"Ipeyas nan Gawis"
Earlier than the coming of the Spaniards, no historical record could be found but the series of prayers passed generation to generation culled out from the unpublished writings of Fred Egan and Alfredo Pacyaya with annotation by Bartolome Daoas revealed that there were ancestral migrants who came from Southern China, Indo-China region who lived along the coastals or foothill region. From these prayers that use to account for certain journeys of the deities, the Super Being, the spirits or the living, the phrase, ‘Ipeyas nan gawis’, meaning ‘Share the good’ or ‘Share the light’ could have been reflective of the productive ancient trade routes of the iGanduyan (from Ganduyan referred as from Sagada) to the coast and the ancestral movements of the Northern Kankanaey Igorots as Albert Jenk described it. While those in eastern Mountain Province traded with settlers at the eastern side towards Kalinga, Cagayan, Isabela, those of western Mountain Province such as Sagada, Besao, Bauko, Tadian and others found it more accessible to journey to the west side towards the Ilocos coast just as they found them friendly and accommodating.
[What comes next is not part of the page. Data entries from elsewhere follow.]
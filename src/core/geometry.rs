use nalgebra::{Point3, Vector2, Vector3, Vector4};

/// Represents a single vertex in 3D space.
#[derive(Debug, Clone, Copy)]
pub struct Vertex {
    /// Position in local object space.
    pub position: Point3<f32>,
    /// Base color, used when no diffuse map is bound.
    pub color: Vector3<f32>,
    /// Texture coordinates (UV).
    pub texcoord: Vector2<f32>,
    /// Normal vector for lighting calculations.
    pub normal: Vector3<f32>,
    /// Tangent vector for normal mapping.
    pub tangent: Vector3<f32>,
}

impl Vertex {
    pub fn new(position: Point3<f32>, texcoord: Vector2<f32>, normal: Vector3<f32>) -> Self {
        Self {
            position,
            color: Vector3::new(1.0, 1.0, 1.0),
            texcoord,
            normal,
            tangent: Vector3::zeros(),
        }
    }

    pub fn with_color(mut self, color: Vector3<f32>) -> Self {
        self.color = color;
        self
    }

    pub fn with_tangent(mut self, tangent: Vector3<f32>) -> Self {
        self.tangent = tangent;
        self
    }
}

// Tangent and color are derived data, two corners sharing position, uv and
// normal are the same vertex.
impl PartialEq for Vertex {
    fn eq(&self, other: &Self) -> bool {
        self.position == other.position
            && self.texcoord == other.texcoord
            && self.normal == other.normal
    }
}

/// Attributes of one covered pixel, produced by hit-testing and
/// interpolating a projected triangle.
#[derive(Debug, Clone, Copy)]
pub struct VertexOut {
    /// Raster x/y of the pixel, interpolated depth in z and the
    /// perspective-correct w.
    pub position: Vector4<f32>,
    pub color: Vector3<f32>,
    pub uv: Vector2<f32>,
    pub normal: Vector3<f32>,
    pub tangent: Vector3<f32>,
    pub world_position: Point3<f32>,
}
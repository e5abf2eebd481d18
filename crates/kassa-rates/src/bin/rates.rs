//! # Rate Table Inspector
//!
//! Loads the currency config the dashboard would load, seeds a converter
//! from it, and prints what report pages will see.
//!
//! ## Usage
//! ```bash
//! # Show seeded rates and a price sheet for $100
//! cargo run -p kassa-rates --bin rates
//!
//! # Price sheet for a custom amount and source currency
//! cargo run -p kassa-rates --bin rates -- --amount 2500 --from KSH
//!
//! # Use a specific config file
//! cargo run -p kassa-rates --bin rates -- --config ./currency.toml
//!
//! # More logging
//! RUST_LOG=kassa_core=debug cargo run -p kassa-rates --bin rates
//! ```

use std::env;
use std::path::PathBuf;

use kassa_core::format::format_large_currency;
use kassa_core::validation::{validate_amount, validate_currency_code};
use kassa_core::Currency;
use kassa_rates::{price_sheet, CurrencyState, RatesConfig};
use tracing_subscriber::EnvFilter;

const DEFAULT_AMOUNT: f64 = 100.0;

fn main() -> Result<(), Box<dyn std::error::Error>> {
    init_tracing();

    // Parse command line arguments
    let args: Vec<String> = env::args().collect();

    let mut amount = DEFAULT_AMOUNT;
    let mut from: Option<Currency> = None;
    let mut config_path: Option<PathBuf> = None;

    let mut i = 1;
    while i < args.len() {
        match args[i].as_str() {
            "--amount" | "-a" => {
                if i + 1 < args.len() {
                    amount = validate_amount(args[i + 1].as_str())?;
                    i += 1;
                }
            }
            "--from" | "-f" => {
                if i + 1 < args.len() {
                    from = Some(validate_currency_code(&args[i + 1])?);
                    i += 1;
                }
            }
            "--config" | "-c" => {
                if i + 1 < args.len() {
                    config_path = Some(PathBuf::from(&args[i + 1]));
                    i += 1;
                }
            }
            "--help" | "-h" => {
                println!("Kassa POS Rate Table Inspector");
                println!();
                println!("Usage: rates [OPTIONS]");
                println!();
                println!("Options:");
                println!("  -a, --amount <N>     Amount to price (default: 100)");
                println!("  -f, --from <CODE>    Source currency (default: configured base)");
                println!("  -c, --config <PATH>  Currency config file (default: user config dir)");
                println!("  -h, --help           Show this help message");
                return Ok(());
            }
            _ => {}
        }
        i += 1;
    }

    let config = match RatesConfig::load(config_path) {
        Ok(config) => config,
        Err(e) => {
            if e.is_io_error() {
                eprintln!("⚠ Could not read currency config: {}", e);
            } else {
                eprintln!("⚠ Currency config rejected: {}", e);
            }
            eprintln!("  Falling back to defaults.");
            RatesConfig::default()
        }
    };

    let from = from.unwrap_or_else(|| config.base_currency());

    println!("💱 Kassa POS Exchange Rates");
    println!("===========================");
    println!("Base currency:    {}", config.base_currency());
    println!("Display currency: {}", config.display_currency());
    let mock = if config.seed.mock_rates { "on" } else { "off" };
    println!("Mock rates:       {}", mock);
    println!();

    let state = CurrencyState::new(config);
    let converter = state.converter();

    // Rate table
    let rates = converter.rates();
    if rates.is_empty() {
        println!("⚠ No exchange rates loaded");
    } else {
        println!("Rates ({}):", rates.len());
        for rate in &rates {
            println!("  {} → {}  {}", rate.from, rate.to, rate.rate);
        }
    }

    if let Some(updated) = converter.last_updated() {
        println!("Last updated: {}", updated.to_rfc3339());
    }
    if converter.are_rates_stale() {
        println!("⚠ Rates are stale");
    } else {
        println!("✓ Rates are fresh");
    }

    // Price sheet
    println!();
    println!(
        "Price sheet for {} ({}):",
        format_large_currency(amount, from.code()),
        from.name()
    );

    for price in price_sheet(&converter, amount, from) {
        let marker = if price.converted { "✓" } else { "✗" };
        println!("  {} {}  {:>16}", marker, price.currency, price.formatted);
    }

    if from == state.config().base_currency() {
        let display = state.display_price(amount);
        println!();
        println!("Dashboard shows: {}", display.formatted);
    }

    Ok(())
}

/// Installs the fmt subscriber, honoring `RUST_LOG`.
fn init_tracing() {
    let filter = EnvFilter::try_from_default_env()
        .unwrap_or_else(|_| EnvFilter::new("warn,kassa_rates=info"));

    tracing_subscriber::fmt().with_env_filter(filter).init();
}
The ancestral trading links of Sagada and the Ilocos in a recollection of the members of the Sangguniang Bayan led by Vice Mayor Jerry Papa Ticag on July 6, 2009, corroborates the claim of historian Teodoro Agoncillo that it was in the 14th century that other countries of Asia had begun to take interest in Philippine trade. Among the Cordillera were the Chinese traders that reached even the remote villages of Ankileng. A tangible proof of the Chinese migration to Sagada are the heirlooms that are in the possession of a few individuals or are found in museums like the Ganduyan Museum right at the heart of Poblacion, Sagada. Every artifact you find in the museum tells a story of the people’s way of life long time ago.